Canadian-born photographer Chris Buck is releasing his first book, Presence: The Invisible Portrait, a series of shots capturing the likes of Sarah Silverman, Robert De Niro, and Russell Brand. But you won’t see any of their famous mugs while flipping though Presence—Buck’s subjects are carefully concealed within the scenery. We asked the Toronto ex-pat (he now resides in New York) what it’s like to play hide-and-seek with A-listers.
1. Jay Leno
Buck doesn’t shoot and tell, so we can’t know for sure if Jay Leno is crouched behind his hot rod. But based on the ground rules for Presence, it seems like a good guess. “People have to be in the same physical space as us. So you can’t be in another building or vehicle.” The environment is also the key to understanding what Buck is doing with his tableau. “When you’re photographing someone who’s a known entity you can do more subtle things because the audience knows who they’re dealing with,” he says. “So whether it’s David Lynch or Kathy Griffin, they’re going to interpret the scene differently based on what they know about the celebrity.”
2. Russell Brand
Taking an “invisible” portrait sounds like an ingenious plan if Robert De Niro won’t call you back. To silence the skeptics, Buck paired each photo with a certificate of authenticity signed by someone nearby. “I just asked people on the shoot very seriously, ‘Did you actually see this happen?’ With Russell Brand [whose portait was taken while filming Get Him to the Greek], it was just some random guy on set.”
3. Jack Nicklaus
“If I’m not going to be seen, why do I have to be in it?” quipped legendary golfer Jack Nicklaus before his shoot. In the end, the PGA star, dubbed “The Golden Bear,” actually preferred being invisible. “He wouldn’t pose with the bear in this picture
because he didn’t want the animal-rights people to get on him. But he would pose with it while hidden.”
4. Sarah Silverman
The sassy comedian channeled her inner six-year-old while hiding in the craft services area in a Hollywood studio. “I had a really easy spot for Sarah Silverman but she hid in a more difficult spot,” he says. “When you start looking through the book, initially people are trying to find the celebrities but you realize about a third of a way throughit that they’re properly hidden and you’re not going to find them.”
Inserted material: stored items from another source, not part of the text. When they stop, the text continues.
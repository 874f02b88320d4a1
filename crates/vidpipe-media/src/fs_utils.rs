//! Filesystem helpers shared by the workspace and pipeline.

use std::path::Path;
use tokio::fs;

use crate::error::{MediaError, MediaResult};

/// Move a file from `src` to `dst`, falling back to copy+delete across devices.
pub async fn move_file(src: impl AsRef<Path>, dst: impl AsRef<Path>) -> MediaResult<()> {
    let src = src.as_ref();
    let dst = dst.as_ref();

    if let Some(parent) = dst.parent() {
        if !parent.as_os_str().is_empty() && !fs::try_exists(parent).await.unwrap_or(false) {
            fs::create_dir_all(parent).await?;
        }
    }

    match fs::rename(src, dst).await {
        Ok(()) => Ok(()),
        Err(e) if is_cross_device_error(&e) => {
            tracing::debug!(
                "Cross-device rename, copying instead: {} -> {}",
                src.display(),
                dst.display()
            );
            copy_and_delete(src, dst).await
        }
        Err(e) if e.kind() == std::io::ErrorKind::NotFound => {
            Err(MediaError::FileNotFound(src.to_path_buf()))
        }
        Err(e) => Err(MediaError::from(e)),
    }
}

/// EXDEV (cross-device link) on Linux/macOS.
fn is_cross_device_error(e: &std::io::Error) -> bool {
    e.raw_os_error() == Some(18)
}

async fn copy_and_delete(src: &Path, dst: &Path) -> MediaResult<()> {
    // Stage next to dst so the final rename stays on one filesystem
    let tmp_dst = dst.with_extension("partial");

    if let Err(e) = fs::copy(src, &tmp_dst).await {
        let _ = fs::remove_file(&tmp_dst).await;
        return Err(e.into());
    }

    if let Err(e) = fs::rename(&tmp_dst, dst).await {
        let _ = fs::remove_file(&tmp_dst).await;
        return Err(e.into());
    }

    if let Err(e) = fs::remove_file(src).await {
        tracing::warn!(
            "Failed to remove source after cross-device move: {}: {}",
            src.display(),
            e
        );
    }

    Ok(())
}

/// Create `dir` if needed and prove it accepts writes.
pub async fn ensure_writable_dir(dir: impl AsRef<Path>) -> MediaResult<()> {
    let dir = dir.as_ref();

    fs::create_dir_all(dir).await.map_err(|e| {
        MediaError::resource(format!("cannot create {}: {}", dir.display(), e))
    })?;

    let probe = dir.join(format!(".write-probe-{}", vidpipe_models::new_identifier()));
    fs::write(&probe, b"ok").await.map_err(|e| {
        MediaError::resource(format!("{} is not writable: {}", dir.display(), e))
    })?;
    let _ = fs::remove_file(&probe).await;

    Ok(())
}
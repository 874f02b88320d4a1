//! Retry policy for failed jobs and backoff helpers for broker calls.

use std::future::Future;
use std::time::Duration;

use tracing::{debug, warn};

/// Exponential backoff between attempts of a failed job.
///
/// The delay before attempt `n + 1` is `base_delay * 2^(n - 1)`, capped at `max_delay`.
#[derive(Debug, Clone, PartialEq, Eq)]
pub struct RetryPolicy {
    pub base_delay: Duration,
    pub max_delay: Duration,
}

impl Default for RetryPolicy {
    fn default() -> Self {
        Self {
            base_delay: Duration::from_secs(5),
            max_delay: Duration::from_secs(300),
        }
    }
}

impl RetryPolicy {
    pub fn from_env() -> Self {
        let defaults = Self::default();
        let secs = |name: &str| {
            std::env::var(name)
                .ok()
                .and_then(|s| s.parse::<u64>().ok())
                .map(Duration::from_secs)
        };

        Self {
            base_delay: secs("RETRY_BASE_DELAY_SECS").unwrap_or(defaults.base_delay),
            max_delay: secs("RETRY_MAX_DELAY_SECS").unwrap_or(defaults.max_delay),
        }
    }

    /// Delay after failed attempt `attempt` (1-based).
    pub fn delay_for_attempt(&self, attempt: u32) -> Duration {
        let exponent = attempt.saturating_sub(1).min(31);
        self.base_delay
            .saturating_mul(2u32.saturating_pow(exponent))
            .min(self.max_delay)
    }

    /// What to do with a job whose attempt `attempt` just failed.
    pub fn decide(&self, attempt: u32, max_attempts: u32, permanent: bool) -> RetryDecision {
        if permanent || attempt >= max_attempts {
            RetryDecision::DeadLetter
        } else {
            RetryDecision::Retry(self.delay_for_attempt(attempt))
        }
    }
}

/// Outcome of [`RetryPolicy::decide`].
#[derive(Debug, Clone, Copy, PartialEq, Eq)]
pub enum RetryDecision {
    Retry(Duration),
    DeadLetter,
}

/// Run `operation` up to `attempts` times with a short doubling pause between tries.
///
/// Used for acks and other broker bookkeeping where a transient Redis error should not lose the
/// job outcome.
pub async fn retry_async<F, Fut, T, E>(
    operation_name: &str,
    attempts: u32,
    pause: Duration,
    operation: F,
) -> Result<T, E>
where
    F: Fn() -> Fut,
    Fut: Future<Output = Result<T, E>>,
    E: std::fmt::Display,
{
    let attempts = attempts.max(1);
    let mut delay = pause;
    let mut tried = 0u32;

    loop {
        tried += 1;
        match operation().await {
            Ok(value) => return Ok(value),
            Err(e) if tried < attempts => {
                debug!("{} attempt {} failed, retrying in {:?}: {}", operation_name, tried, delay, e);
                tokio::time::sleep(delay).await;
                delay = delay.saturating_mul(2);
            }
            Err(e) => return Err(e),
        }
    }
}

/// Counts consecutive failures of a background loop and mutes its logs after a threshold.
#[derive(Debug, Default)]
pub struct FailureTracker {
    consecutive_failures: u32,
    max_logged_failures: u32,
}

impl FailureTracker {
    pub fn new(max_logged_failures: u32) -> Self {
        Self {
            consecutive_failures: 0,
            max_logged_failures,
        }
    }

    pub fn record_success(&mut self) {
        if self.consecutive_failures > self.max_logged_failures {
            debug!("Recovered after {} consecutive failures", self.consecutive_failures);
        }
        self.consecutive_failures = 0;
    }

    /// Returns `true` when this failure should still be logged.
    pub fn record_failure(&mut self) -> bool {
        self.consecutive_failures += 1;

        if self.consecutive_failures == self.max_logged_failures + 1 {
            warn!(
                "Suppressing further failure logs after {} consecutive failures",
                self.max_logged_failures
            );
        }
        self.consecutive_failures <= self.max_logged_failures
    }

    pub fn failure_count(&self) -> u32 {
        self.consecutive_failures
    }
}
On convincing celebs to hide
“One of the reasons I did this project is that it would be hard to say no. A lot of the shoots were done in tandem with professional sessions, so once someone was in the space with me, to say no would kind of be a dick move.”
On shooting celebs
Buck’s biggest tip for photographing the rich and famous: Don’t show celebrities their photos while you’re shooting them. “If they start focusing on how they look, they’re going to be self-conscious and not give you what you need.”
Presence: The Invisible Portrait is out Sept. 12, published by Kehrer Verlag.